There is no county in the United States where a person working a full-time, minimum-wage job can earn enough for a two-bedroom apartment, according to the National Low Income Housing Coalition. 

And in June, researchers published the results of a survey of thousands of people living without housing in California about how they had lost housing, with most saying that high costs had forced them out. 

Due to health crises, rent hikes, layoffs or simple bad luck, “people just ran out of the ability to pay, whether it happened quickly or slowly,” lead author Margot Kushel of the University of California, San Francisco, told National Public Radio. 

In Maricopa County, exposure to the elements was the biggest risk factor for dying of heat: 80% of those killed in 2022 died of heat injuries they sustained outdoors, and the rise in outdoor deaths was the largest component. 

Most of those outdoor deaths — and the largest single cadre of fatalities — were the 178 people experiencing homelessness who died in Maricopa last year. 

Energy prices are rising

Even those who have housing may be at risk. Most of those who died indoors in 2022 in the Phoenix area lived in houses with air conditioning, But in nearly 80% of those cases, it didn’t work. 

Keith, of the University of Arizona, said that’s another factor of housing prices.  

Rents or mortgages “also strain the resources available to upkeep homes,” he added. 

When air conditioners break, many don’t have the money to repair or replace them. According to a report by the Federal Reserve, 37% of Americans in 2022 couldn’t have come up with $500 in cash to deal with an emergency. That sum is about 10% the price of a new central air conditioner, which costs an average of $5,000

Energy prices also rose 14%in 2022, twice as fast as inflation, according to the U.S. Bureau of Labor Statistics. The main driver behind that rise was “global calamities,” Tyson Slocum of Public Citizen told UtilityDive

Slocum noted that high electricity prices are disproportionately borne by poorer Americans, who tend to rent their homes. Slocum told UtilityDive that this caused a paradox, because “to cut costs, consumers must improve efficiency. But renters can’t make the investments needed to boost energy efficiency.” 

That helps explain the people who died in houses with air conditioning units that were functional but not turned on, Keith said.  “If you’re spending more money on housing, less money is available to go towards the utility bill — which may lead you to turn on the air conditioner less.” 

Urban fixes don’t target those who need them most

Especially when the air conditioning fails, heat risk tends to be less a function of abstract temperature and more a function of urban design. For example, hotter temperatures in cities (vs. rural areas) can be attributed to a number of factors, including denser populations, denser buildings and structures, and the prevalence of artificial ground (i.e. pavement) over natural vegetation. These elements can drive up urban heat indexes faster than climate change itself, studies have shown. 

The science on how to confront this risk is simple to state, if tough to implement, Keith said. He called for targeting projects so that they most reduce heat-risk areas where that risk is most serious. 

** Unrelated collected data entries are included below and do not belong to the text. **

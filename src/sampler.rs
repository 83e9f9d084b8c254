//! Timed Scalar Sampler
//!
//! Samples all timed scalar probes on one dedicated thread at a fixed period
//! and keeps a bounded history per metric.
//!
//! # Cycle
//!
//! ```text
//! tick ─▶ contribute(all probes, mementos of previous cycle)
//!      ─▶ fold values into per-metric ring buffers
//!      ─▶ prepare(all probes) for the next cycle
//! ```
//!
//! Rates are therefore averaged over one sampling period. The probe list is
//! replaced as a whole on registration; a running cycle keeps iterating the
//! list it loaded.

use std::collections::BTreeMap;
use std::sync::atomic::{AtomicU64, Ordering};
use std::sync::Arc;
use std::thread::{self, JoinHandle};
use std::time::Duration;

use arc_swap::ArcSwap;
use chrono::Utc;
use crossbeam::channel::{self, Sender};
use parking_lot::{Mutex, RwLock};
use tracing::{debug, info, warn};

use crate::config::is_globally_disabled;
use crate::data::{RingBuffer, ScalarDataPoint};
use crate::error::Result;
use crate::probe::{Mementos, ScalarResults};
use crate::robust::RobustScalarProbe;

pub struct TimedScalarSampler {
    probes: ArcSwap<Vec<Arc<RobustScalarProbe>>>,
    history: RwLock<BTreeMap<String, RingBuffer<ScalarDataPoint>>>,
    max_history_per_metric: usize,
    /// State handed from one cycle's `prepare` to the next cycle's `contribute`
    mementos: Mutex<Mementos>,
    cycles: AtomicU64,
}

impl TimedScalarSampler {
    pub fn new(max_history_per_metric: usize) -> Self {
        Self {
            probes: ArcSwap::from_pointee(Vec::new()),
            history: RwLock::new(BTreeMap::new()),
            max_history_per_metric,
            mementos: Mutex::new(Mementos::new()),
            cycles: AtomicU64::new(0),
        }
    }

    /// Register a probe. Takes effect with the next cycle.
    pub fn add_probe(&self, probe: Arc<RobustScalarProbe>) {
        self.probes.rcu(|current| {
            let mut next = Vec::clone(current);
            next.push(probe.clone());
            next
        });
    }

    pub fn probes(&self) -> Arc<Vec<Arc<RobustScalarProbe>>> {
        self.probes.load_full()
    }

    /// Number of completed cycles
    pub fn cycles(&self) -> u64 {
        self.cycles.load(Ordering::Relaxed)
    }

    /// Run one sampling cycle on the calling thread
    pub fn run_cycle(&self) {
        if is_globally_disabled() {
            return;
        }

        let probes = self.probes.load_full();
        let timestamp_millis = Utc::now().timestamp_millis();
        let mut results = ScalarResults::new();

        {
            let mut mementos = self.mementos.lock();
            for probe in probes.iter() {
                probe.contribute(&mut results, timestamp_millis, &mementos);
            }
            mementos.clear();
            for probe in probes.iter() {
                probe.prepare(&mut mementos);
            }
        }

        if !results.is_empty() {
            let mut history = self.history.write();
            for (name, point) in results {
                history
                    .entry(name)
                    .or_insert_with(|| RingBuffer::new(self.max_history_per_metric))
                    .put(point);
            }
        }

        let cycle = self.cycles.fetch_add(1, Ordering::Relaxed) + 1;
        debug!(cycle, probes = probes.len(), "sampling cycle complete");
    }

    /// Chronological history of every metric seen so far
    pub fn measurements(&self) -> BTreeMap<String, Vec<ScalarDataPoint>> {
        self.history
            .read()
            .iter()
            .map(|(name, buffer)| (name.clone(), buffer.snapshot()))
            .collect()
    }

    /// Shut down every registered probe
    pub fn shutdown_probes(&self) {
        for probe in self.probes.load().iter() {
            probe.shutdown();
        }
    }

    /// Start sampling every `period` on a dedicated thread. The first cycle
    /// runs immediately.
    pub fn start(self: &Arc<Self>, period: Duration) -> Result<SamplerHandle> {
        let (shutdown_tx, shutdown_rx) = channel::bounded::<()>(1);
        let sampler = self.clone();

        let join = thread::Builder::new()
            .name("perftree-sampler".to_string())
            .spawn(move || {
                info!(period_ms = period.as_millis() as u64, "Timed scalar sampler started");
                let ticker = channel::tick(period);
                sampler.run_cycle();
                loop {
                    channel::select! {
                        recv(ticker) -> _ => sampler.run_cycle(),
                        recv(shutdown_rx) -> _ => break,
                    }
                }
                info!("Timed scalar sampler stopped");
            })?;

        Ok(SamplerHandle {
            shutdown_tx: Some(shutdown_tx),
            join: Some(join),
        })
    }
}

impl std::fmt::Debug for TimedScalarSampler {
    fn fmt(&self, f: &mut std::fmt::Formatter<'_>) -> std::fmt::Result {
        f.debug_struct("TimedScalarSampler")
            .field("probes", &self.probes.load().len())
            .field("metrics", &self.history.read().len())
            .field("max_history_per_metric", &self.max_history_per_metric)
            .field("cycles", &self.cycles())
            .finish()
    }
}

/// Stops the sampler thread when [`stop`](Self::stop)ped or dropped
#[derive(Debug)]
pub struct SamplerHandle {
    shutdown_tx: Option<Sender<()>>,
    join: Option<JoinHandle<()>>,
}

impl SamplerHandle {
    /// Signal the thread and wait for the running cycle to end
    pub fn stop(&mut self) {
        // disconnecting the channel wakes the select
        self.shutdown_tx.take();
        if let Some(join) = self.join.take() {
            if join.join().is_err() {
                warn!("Timed scalar sampler thread panicked");
            }
        }
    }
}

impl Drop for SamplerHandle {
    fn drop(&mut self) {
        self.stop();
    }
}
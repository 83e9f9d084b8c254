//! Optional process-wide default engine
//!
//! Libraries that cannot thread an `Arc<Engine>` through their APIs can use
//! the default instance instead. It exists only between [`init`] and
//! [`teardown`].

use std::sync::Arc;

use once_cell::sync::Lazy;
use parking_lot::RwLock;

use super::Engine;
use crate::error::{Error, Result};

static GLOBAL: Lazy<RwLock<Option<Arc<Engine>>>> = Lazy::new(|| RwLock::new(None));

/// Install `engine` as the default instance
pub fn init(engine: Arc<Engine>) -> Result<()> {
    let mut global = GLOBAL.write();
    if global.is_some() {
        return Err(Error::Config(
            "global engine is already initialized".to_string(),
        ));
    }
    *global = Some(engine);
    Ok(())
}

/// The default instance, if initialized
pub fn get() -> Option<Arc<Engine>> {
    GLOBAL.read().clone()
}

/// Remove the default instance and shut it down
pub fn teardown() {
    let engine = GLOBAL.write().take();
    if let Some(engine) = engine {
        engine.shutdown();
    }
}
//! Block device traffic from `/proc/diskstats`
//!
//! `prepare` stores a snapshot of the per-device counters, `contribute` takes
//! a second one and publishes per-second rates between the two.

use std::collections::BTreeMap;
use std::fs;
use std::path::{Path, PathBuf};

use chrono::Utc;

use super::{Mementos, ScalarProbe, ScalarResults};
use crate::data::ScalarDataPoint;
use crate::error::{Error, Result};

const DISKSTATS_PATH: &str = "/proc/diskstats";
const SYS_BLOCK_PATH: &str = "/sys/block";
const MEMENTO_KEY: &str = "disk:";
const DEFAULT_BLOCK_SIZE: u64 = 512;

/// Counters of one device
#[derive(Debug, Clone, Copy, PartialEq, Eq)]
pub struct DeviceCounters {
    pub sectors_read: u64,
    pub sectors_written: u64,
    pub ios_in_progress: u64,
}

/// All devices at one point in time
#[derive(Debug, Clone, PartialEq, Eq)]
pub struct DiskStatsSnapshot {
    pub timestamp_millis: i64,
    pub devices: BTreeMap<String, DeviceCounters>,
}

/// Parse the content of `/proc/diskstats`
pub fn parse_diskstats(content: &str, timestamp_millis: i64) -> Result<DiskStatsSnapshot> {
    let mut devices = BTreeMap::new();

    for line in content.lines() {
        let fields: Vec<&str> = line.split_whitespace().collect();
        if fields.is_empty() {
            continue;
        }
        if fields.len() < 12 {
            return Err(Error::Parse(format!("short diskstats line: {:?}", line)));
        }

        let number = |idx: usize| -> Result<u64> {
            fields[idx]
                .parse()
                .map_err(|_| Error::Parse(format!("invalid diskstats field {:?}", fields[idx])))
        };

        devices.insert(
            fields[2].to_string(),
            DeviceCounters {
                sectors_read: number(5)?,
                sectors_written: number(9)?,
                ios_in_progress: number(11)?,
            },
        );
    }

    Ok(DiskStatsSnapshot {
        timestamp_millis,
        devices,
    })
}

/// Publish rates between two snapshots. `block_size` resolves the physical
/// block size of a device.
pub fn contribute_traffic(
    prev: &DiskStatsSnapshot,
    current: &DiskStatsSnapshot,
    results: &mut ScalarResults,
    timestamp_millis: i64,
    block_size: impl Fn(&str) -> u64,
) {
    let diff_millis = current.timestamp_millis - prev.timestamp_millis;
    if diff_millis <= 0 {
        return;
    }
    let diff_millis = diff_millis as u64;

    for (dev, counters) in &current.devices {
        // devices may appear or vanish between snapshots
        let Some(before) = prev.devices.get(dev) else {
            continue;
        };
        // unused devices, e.g. RAM disks
        if counters.sectors_read == 0 && counters.sectors_written == 0 {
            continue;
        }

        let read_raw = counters.sectors_read.saturating_sub(before.sectors_read);
        let written_raw = counters.sectors_written.saturating_sub(before.sectors_written);
        let block = block_size(dev);

        let mut add = |suffix: &str, value: u64, digits: u8| {
            let key = format!("disk:{}:{}", dev, suffix);
            let point = ScalarDataPoint::new(timestamp_millis, key.clone(), value as i64, digits);
            results.insert(key, point);
        };

        add("read-sectors", read_raw * 10 * 1000 / diff_millis, 1);
        add("written-sectors", written_raw * 10 * 1000 / diff_millis, 1);
        add(
            "read-mbytes",
            read_raw * block * 100 * 1000 / diff_millis / 1024 / 1024,
            2,
        );
        add(
            "written-mbytes",
            written_raw * block * 100 * 1000 / diff_millis / 1024 / 1024,
            2,
        );
        add("ios-in-progress", counters.ios_in_progress, 0);
    }
}

/// Publishes `disk:<dev>:read-sectors`, `written-sectors`, `read-mbytes`,
/// `written-mbytes` and `ios-in-progress` per device
#[derive(Debug, Clone)]
pub struct DiskStatsProbe {
    diskstats_path: PathBuf,
    sys_block_path: PathBuf,
}

impl Default for DiskStatsProbe {
    fn default() -> Self {
        Self::new()
    }
}

impl DiskStatsProbe {
    pub fn new() -> Self {
        Self {
            diskstats_path: PathBuf::from(DISKSTATS_PATH),
            sys_block_path: PathBuf::from(SYS_BLOCK_PATH),
        }
    }

    pub fn with_paths(diskstats: impl Into<PathBuf>, sys_block: impl Into<PathBuf>) -> Self {
        Self {
            diskstats_path: diskstats.into(),
            sys_block_path: sys_block.into(),
        }
    }

    fn snapshot(&self) -> Result<DiskStatsSnapshot> {
        let content = fs::read_to_string(&self.diskstats_path)?;
        parse_diskstats(&content, Utc::now().timestamp_millis())
    }

    /// Partitions inherit the block size of their disk (`sda1` → `sda`)
    fn physical_block_size(&self, dev: &str) -> u64 {
        let mut name = dev;
        while !name.is_empty() {
            let path = self
                .sys_block_path
                .join(name)
                .join("queue")
                .join("physical_block_size");
            if let Some(size) = read_block_size(&path) {
                return size;
            }
            let mut chars = name.chars();
            chars.next_back();
            name = chars.as_str();
        }
        DEFAULT_BLOCK_SIZE
    }
}

fn read_block_size(path: &Path) -> Option<u64> {
    fs::read_to_string(path).ok()?.trim().parse().ok()
}

impl ScalarProbe for DiskStatsProbe {
    fn name(&self) -> &str {
        "diskstats"
    }

    fn prepare(&self, mementos: &mut Mementos) -> Result<()> {
        mementos.insert(MEMENTO_KEY.to_string(), Box::new(self.snapshot()?));
        Ok(())
    }

    fn contribute(
        &self,
        results: &mut ScalarResults,
        timestamp_millis: i64,
        mementos: &Mementos,
    ) -> Result<()> {
        let Some(prev) = mementos
            .get(MEMENTO_KEY)
            .and_then(|m| m.downcast_ref::<DiskStatsSnapshot>())
        else {
            return Ok(());
        };
        let current = self.snapshot()?;
        contribute_traffic(prev, &current, results, timestamp_millis, |dev| {
            self.physical_block_size(dev)
        });
        Ok(())
    }
}
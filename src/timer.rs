//! Monotonic clock abstraction
//!
//! Measurements read nanoseconds from a [`Timer`] so that durations can be made
//! deterministic in tests. Values only have meaning as differences.

use std::sync::atomic::{AtomicU64, Ordering};
use std::time::Instant;

/// Source of monotonic nanoseconds
pub trait Timer: Send + Sync {
    /// Current value of the clock in nanoseconds
    fn current_nanos(&self) -> u64;
}

/// Timer backed by [`Instant`]
#[derive(Debug, Clone, Copy)]
pub struct SystemTimer {
    origin: Instant,
}

impl SystemTimer {
    pub fn new() -> Self {
        Self {
            origin: Instant::now(),
        }
    }
}

impl Default for SystemTimer {
    fn default() -> Self {
        Self::new()
    }
}

impl Timer for SystemTimer {
    fn current_nanos(&self) -> u64 {
        self.origin.elapsed().as_nanos() as u64
    }
}

/// Timer that only moves when told to
#[derive(Debug, Default)]
pub struct ManualTimer {
    nanos: AtomicU64,
}

impl ManualTimer {
    pub fn new() -> Self {
        Self::default()
    }

    /// Move the clock forward
    pub fn advance(&self, nanos: u64) {
        self.nanos.fetch_add(nanos, Ordering::SeqCst);
    }

    /// Set the clock to an absolute value
    pub fn set(&self, nanos: u64) {
        self.nanos.store(nanos, Ordering::SeqCst);
    }
}

impl Timer for ManualTimer {
    fn current_nanos(&self) -> u64 {
        self.nanos.load(Ordering::SeqCst)
    }
}
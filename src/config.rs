//! Engine configuration
//!
//! [`EngineConfig`] carries the timeouts, thresholds and capacities the engine
//! core works with. It can be built in code or loaded from YAML:
//!
//! ```yaml
//! measurement_timeout_nanos: 50000000
//! max_num_measurement_timeouts: 3
//! sampling_period_seconds: 5
//! max_history_per_metric: 720
//! ```
//!
//! Missing keys fall back to [`EngineConfig::default`].

use std::path::Path;
use std::sync::atomic::{AtomicBool, Ordering};
use std::time::Duration;

use serde::{Deserialize, Serialize};

use crate::error::{Error, Result};

// =============================================================================
// Global Kill Switch
// =============================================================================

static GLOBALLY_DISABLED: AtomicBool = AtomicBool::new(false);

/// Disable (or re-enable) all instrumentation work in this process.
///
/// While disabled, new measurements are inert, nothing is dispatched to sinks
/// and no probe is sampled.
pub fn set_globally_disabled(disabled: bool) {
    GLOBALLY_DISABLED.store(disabled, Ordering::SeqCst);
}

/// Check the process-wide kill switch
pub fn is_globally_disabled() -> bool {
    GLOBALLY_DISABLED.load(Ordering::SeqCst)
}

// =============================================================================
// Engine Configuration
// =============================================================================

/// Configuration consumed by the engine core
#[derive(Debug, Clone, PartialEq, Eq, Serialize, Deserialize)]
#[serde(default)]
pub struct EngineConfig {
    /// A probe call slower than this counts as a timeout
    pub measurement_timeout_nanos: u64,

    /// Consecutive probe timeouts before the probe is disabled
    pub max_num_measurement_timeouts: u32,

    /// A sink call slower than this counts as a timeout
    pub data_sink_timeout_nanos: u64,

    /// Consecutive sink timeouts before the sink is disabled
    pub max_num_data_sink_timeouts: u32,

    /// Period of the timed scalar sampler
    pub sampling_period_seconds: u64,

    /// Ring buffer capacity per sampled metric
    pub max_history_per_metric: usize,

    /// Default averaging window for on-demand scalar measurements
    pub averaging_delay_millis: u64,

    /// Maximum number of unfinished measurements per thread before the
    /// hierarchy is treated as leaked and discarded
    pub max_open_measurements: usize,
}

impl Default for EngineConfig {
    fn default() -> Self {
        Self {
            measurement_timeout_nanos: 100_000_000,
            max_num_measurement_timeouts: 3,
            data_sink_timeout_nanos: 100_000_000,
            max_num_data_sink_timeouts: 3,
            sampling_period_seconds: 10,
            max_history_per_metric: 1000,
            averaging_delay_millis: 1000,
            max_open_measurements: 100,
        }
    }
}

impl EngineConfig {
    /// Parse a configuration from YAML text
    pub fn from_yaml_str(yaml: &str) -> Result<Self> {
        let config: EngineConfig = serde_yaml::from_str(yaml)?;
        config.validate()?;
        Ok(config)
    }

    /// Load a configuration from a YAML file
    pub fn from_yaml_file(path: impl AsRef<Path>) -> Result<Self> {
        let text = std::fs::read_to_string(path.as_ref())?;
        Self::from_yaml_str(&text)
    }

    /// Reject values the engine cannot work with
    pub fn validate(&self) -> Result<()> {
        if self.sampling_period_seconds == 0 {
            return Err(Error::Config(
                "sampling_period_seconds must be positive".to_string(),
            ));
        }
        if self.max_history_per_metric == 0 {
            return Err(Error::Config(
                "max_history_per_metric must be positive".to_string(),
            ));
        }
        if self.max_open_measurements == 0 {
            return Err(Error::Config(
                "max_open_measurements must be positive".to_string(),
            ));
        }
        if self.max_num_measurement_timeouts == 0 || self.max_num_data_sink_timeouts == 0 {
            return Err(Error::Config(
                "timeout thresholds must be positive".to_string(),
            ));
        }
        Ok(())
    }

    pub fn with_measurement_timeout(mut self, timeout: Duration, max_timeouts: u32) -> Self {
        self.measurement_timeout_nanos = timeout.as_nanos() as u64;
        self.max_num_measurement_timeouts = max_timeouts;
        self
    }

    pub fn with_data_sink_timeout(mut self, timeout: Duration, max_timeouts: u32) -> Self {
        self.data_sink_timeout_nanos = timeout.as_nanos() as u64;
        self.max_num_data_sink_timeouts = max_timeouts;
        self
    }

    pub fn with_sampling_period(mut self, seconds: u64) -> Self {
        self.sampling_period_seconds = seconds;
        self
    }

    pub fn with_max_history_per_metric(mut self, capacity: usize) -> Self {
        self.max_history_per_metric = capacity;
        self
    }

    pub fn with_averaging_delay(mut self, millis: u64) -> Self {
        self.averaging_delay_millis = millis;
        self
    }

    pub fn with_max_open_measurements(mut self, max: usize) -> Self {
        self.max_open_measurements = max;
        self
    }

    pub fn measurement_timeout(&self) -> Duration {
        Duration::from_nanos(self.measurement_timeout_nanos)
    }

    pub fn data_sink_timeout(&self) -> Duration {
        Duration::from_nanos(self.data_sink_timeout_nanos)
    }

    pub fn sampling_period(&self) -> Duration {
        Duration::from_secs(self.sampling_period_seconds)
    }

    pub fn averaging_delay(&self) -> Duration {
        Duration::from_millis(self.averaging_delay_millis)
    }
}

But in a study of five major cities carrying out pilot projects to reduce heat, Keith and his collaborators found that only Boston had done so. 

The others — Ft. Lauderdale, Houston, Seattle and Baltimore — had no discernible relationship between the areas where people were most at risk and the projects they funded. 

There is a common blind spot around heat interventions, Keith said: Many cities set generic benchmarks, rather than targeted ones. “You say, ‘You’re going to plant a million trees — but you don’t specify where or say that it has to go to the places that need it most.”